# WORK TASK
Return every record exactly as it appears. Leave nothing out.

# EXERCISE DATA

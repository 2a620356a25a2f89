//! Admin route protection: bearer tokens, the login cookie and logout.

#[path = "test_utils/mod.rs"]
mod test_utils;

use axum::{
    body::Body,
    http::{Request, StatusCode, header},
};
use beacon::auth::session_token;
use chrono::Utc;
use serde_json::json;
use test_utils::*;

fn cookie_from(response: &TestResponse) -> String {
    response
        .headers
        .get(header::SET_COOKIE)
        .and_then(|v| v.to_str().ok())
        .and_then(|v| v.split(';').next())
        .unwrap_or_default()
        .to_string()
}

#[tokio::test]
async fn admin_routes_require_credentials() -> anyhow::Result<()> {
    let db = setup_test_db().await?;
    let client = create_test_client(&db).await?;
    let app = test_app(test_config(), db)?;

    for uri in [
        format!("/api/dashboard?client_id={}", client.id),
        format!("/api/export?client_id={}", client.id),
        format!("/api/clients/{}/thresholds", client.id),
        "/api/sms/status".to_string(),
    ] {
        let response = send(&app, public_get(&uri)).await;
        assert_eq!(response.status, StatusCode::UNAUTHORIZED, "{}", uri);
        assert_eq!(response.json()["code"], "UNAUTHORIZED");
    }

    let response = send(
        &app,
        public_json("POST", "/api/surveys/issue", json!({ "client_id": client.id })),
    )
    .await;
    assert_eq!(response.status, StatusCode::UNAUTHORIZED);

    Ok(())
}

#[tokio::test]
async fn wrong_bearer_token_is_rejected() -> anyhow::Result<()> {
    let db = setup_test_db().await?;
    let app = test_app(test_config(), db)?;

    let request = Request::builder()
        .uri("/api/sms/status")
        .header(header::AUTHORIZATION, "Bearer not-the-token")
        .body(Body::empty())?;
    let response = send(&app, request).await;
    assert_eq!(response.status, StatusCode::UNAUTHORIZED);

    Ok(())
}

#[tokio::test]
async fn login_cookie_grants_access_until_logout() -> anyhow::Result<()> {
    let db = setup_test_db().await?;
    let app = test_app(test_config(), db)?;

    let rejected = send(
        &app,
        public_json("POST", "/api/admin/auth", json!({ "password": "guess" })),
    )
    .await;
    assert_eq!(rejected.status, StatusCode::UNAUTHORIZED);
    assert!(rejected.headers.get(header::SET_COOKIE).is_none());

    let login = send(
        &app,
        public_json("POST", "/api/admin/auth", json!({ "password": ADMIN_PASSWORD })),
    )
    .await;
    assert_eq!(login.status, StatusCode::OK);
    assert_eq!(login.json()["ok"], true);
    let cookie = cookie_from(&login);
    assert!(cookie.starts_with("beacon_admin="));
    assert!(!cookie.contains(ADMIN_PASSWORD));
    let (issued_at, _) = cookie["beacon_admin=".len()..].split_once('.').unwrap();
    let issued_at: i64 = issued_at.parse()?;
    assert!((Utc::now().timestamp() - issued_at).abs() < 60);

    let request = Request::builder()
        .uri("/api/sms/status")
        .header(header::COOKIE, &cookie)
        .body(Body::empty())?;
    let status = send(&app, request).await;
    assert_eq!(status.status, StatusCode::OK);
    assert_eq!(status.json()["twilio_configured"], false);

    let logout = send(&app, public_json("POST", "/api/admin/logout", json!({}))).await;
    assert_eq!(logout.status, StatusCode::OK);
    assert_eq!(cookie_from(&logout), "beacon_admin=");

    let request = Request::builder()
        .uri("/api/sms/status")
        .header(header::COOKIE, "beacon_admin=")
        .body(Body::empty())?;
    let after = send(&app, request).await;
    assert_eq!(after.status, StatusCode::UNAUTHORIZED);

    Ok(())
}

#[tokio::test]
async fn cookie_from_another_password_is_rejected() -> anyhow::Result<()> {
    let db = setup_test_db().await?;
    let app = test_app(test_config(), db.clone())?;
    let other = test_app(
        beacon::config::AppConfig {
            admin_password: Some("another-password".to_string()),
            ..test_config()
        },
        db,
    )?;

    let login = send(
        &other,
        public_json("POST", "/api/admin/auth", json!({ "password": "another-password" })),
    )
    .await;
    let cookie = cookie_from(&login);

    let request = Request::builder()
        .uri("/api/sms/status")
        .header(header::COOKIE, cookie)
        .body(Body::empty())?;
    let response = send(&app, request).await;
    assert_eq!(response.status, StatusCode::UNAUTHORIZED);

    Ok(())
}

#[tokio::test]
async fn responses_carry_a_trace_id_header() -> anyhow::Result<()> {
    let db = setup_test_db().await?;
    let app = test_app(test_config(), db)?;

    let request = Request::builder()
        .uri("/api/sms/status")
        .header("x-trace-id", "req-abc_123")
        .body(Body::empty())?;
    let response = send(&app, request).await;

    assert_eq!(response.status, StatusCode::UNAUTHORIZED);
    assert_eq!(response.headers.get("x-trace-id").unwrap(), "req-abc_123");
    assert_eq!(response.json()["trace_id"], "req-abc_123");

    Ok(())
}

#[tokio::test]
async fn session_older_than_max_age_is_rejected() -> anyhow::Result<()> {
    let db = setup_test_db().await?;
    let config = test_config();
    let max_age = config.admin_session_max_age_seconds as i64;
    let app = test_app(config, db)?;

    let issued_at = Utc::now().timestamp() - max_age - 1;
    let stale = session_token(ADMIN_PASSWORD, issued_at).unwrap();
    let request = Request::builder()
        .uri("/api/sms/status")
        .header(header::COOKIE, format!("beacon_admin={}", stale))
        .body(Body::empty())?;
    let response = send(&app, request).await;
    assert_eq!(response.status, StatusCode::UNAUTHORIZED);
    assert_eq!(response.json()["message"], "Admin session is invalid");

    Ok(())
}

# SOLUTION BELOW
repository 2a620356a25a2f89
//! Admin route protection: bearer tokens, the login cookie and logout.

#[path = "test_utils/mod.rs"]
mod test_utils;

use axum::{
    body::Body,
    http::{Request, StatusCode, header},
};
use beacon::auth::session_token;
use chrono::Utc;
use serde_json::json;
use test_utils::*;

fn cookie_from(response: &TestResponse) -> String {
    response
        .headers
        .get(header::SET_COOKIE)
        .and_then(|v| v.to_str().ok())
        .and_then(|v| v.split(';').next())
        .unwrap_or_default()
        .to_string()
}

#[tokio::test]
async fn admin_routes_require_credentials() -> anyhow::Result<()> {
    let db = setup_test_db().await?;
    let client = create_test_client(&db).await?;
    let app = test_app(test_config(), db)?;

    for uri in [
        format!("/api/dashboard?client_id={}", client.id),
        format!("/api/export?client_id={}", client.id),
        format!("/api/clients/{}/thresholds", client.id),
        "/api/sms/status".to_string(),
    ] {
        let response = send(&app, public_get(&uri)).await;
        assert_eq!(response.status, StatusCode::UNAUTHORIZED, "{}", uri);
        assert_eq!(response.json()["code"], "UNAUTHORIZED");
    }

    let response = send(
        &app,
        public_json("POST", "/api/surveys/issue", json!({ "client_id": client.id })),
    )
    .await;
    assert_eq!(response.status, StatusCode::UNAUTHORIZED);

    Ok(())
}

#[tokio::test]
async fn wrong_bearer_token_is_rejected() -> anyhow::Result<()> {
    let db = setup_test_db().await?;
    let app = test_app(test_config(), db)?;

    let request = Request::builder()
        .uri("/api/sms/status")
        .header(header::AUTHORIZATION, "Bearer not-the-token")
        .body(Body::empty())?;
    let response = send(&app, request).await;
    assert_eq!(response.status, StatusCode::UNAUTHORIZED);

    Ok(())
}

#[tokio::test]
async fn login_cookie_grants_access_until_logout() -> anyhow::Result<()> {
    let db = setup_test_db().await?;
    let app = test_app(test_config(), db)?;

    let rejected = send(
        &app,
        public_json("POST", "/api/admin/auth", json!({ "password": "guess" })),
    )
    .await;
    assert_eq!(rejected.status, StatusCode::UNAUTHORIZED);
    assert!(rejected.headers.get(header::SET_COOKIE).is_none());

    let login = send(
        &app,
        public_json("POST", "/api/admin/auth", json!({ "password": ADMIN_PASSWORD })),
    )
    .await;
    assert_eq!(login.status, StatusCode::OK);
    assert_eq!(login.json()["ok"], true);
    let cookie = cookie_from(&login);
    assert!(cookie.starts_with("beacon_admin="));
    assert!(!cookie.contains(ADMIN_PASSWORD));
    let (issued_at, _) = cookie["beacon_admin=".len()..].split_once('.').unwrap();
    let issued_at: i64 = issued_at.parse()?;
    assert!((Utc::now().timestamp() - issued_at).abs() < 60);

    let request = Request::builder()
        .uri("/api/sms/status")
        .header(header::COOKIE, &cookie)
        .body(Body::empty())?;
    let status = send(&app, request).await;
    assert_eq!(status.status, StatusCode::OK);
    assert_eq!(status.json()["twilio_configured"], false);

    let logout = send(&app, public_json("POST", "/api/admin/logout", json!({}))).await;
    assert_eq!(logout.status, StatusCode::OK);
    assert_eq!(cookie_from(&logout), "beacon_admin=");

    let request = Request::builder()
        .uri("/api/sms/status")
        .header(header::COOKIE, "beacon_admin=")
        .body(Body::empty())?;
    let after = send(&app, request).await;
    assert_eq!(after.status, StatusCode::UNAUTHORIZED);

    Ok(())
}

#[tokio::test]
async fn cookie_from_another_password_is_rejected() -> anyhow::Result<()> {
    let db = setup_test_db().await?;
    let app = test_app(test_config(), db.clone())?;
    let other = test_app(
        beacon::config::AppConfig {
            admin_password: Some("another-password".to_string()),
            ..test_config()
        },
        db,
    )?;

    let login = send(
        &other,
        public_json("POST", "/api/admin/auth", json!({ "password": "another-password" })),
    )
    .await;
    let cookie = cookie_from(&login);

    let request = Request::builder()
        .uri("/api/sms/status")
        .header(header::COOKIE, cookie)
        .body(Body::empty())?;
    let response = send(&app, request).await;
    assert_eq!(response.status, StatusCode::UNAUTHORIZED);

    Ok(())
}

#[tokio::test]
async fn responses_carry_a_trace_id_header() -> anyhow::Result<()> {
    let db = setup_test_db().await?;
    let app = test_app(test_config(), db)?;

    let request = Request::builder()
        .uri("/api/sms/status")
        .header("x-trace-id", "req-abc_123")
        .body(Body::empty())?;
    let response = send(&app, request).await;

    assert_eq!(response.status, StatusCode::UNAUTHORIZED);
    assert_eq!(response.headers.get("x-trace-id").unwrap(), "req-abc_123");
    assert_eq!(response.json()["trace_id"], "req-abc_123");

    Ok(())
}

#[tokio::test]
async fn session_older_than_max_age_is_rejected() -> anyhow::Result<()> {
    let db = setup_test_db().await?;
    let config = test_config();
    let max_age = config.admin_session_max_age_seconds as i64;
    let app = test_app(config, db)?;

    let issued_at = Utc::now().timestamp() - max_age - 1;
    let stale = session_token(ADMIN_PASSWORD, issued_at).unwrap();
    let request = Request::builder()
        .uri("/api/sms/status")
        .header(header::COOKIE, format!("beacon_admin={}", stale))
        .body(Body::empty())?;
    let response = send(&app, request).await;
    assert_eq!(response.status, StatusCode::UNAUTHORIZED);
    assert_eq!(response.json()["message"], "Admin session is invalid");

    Ok(())
}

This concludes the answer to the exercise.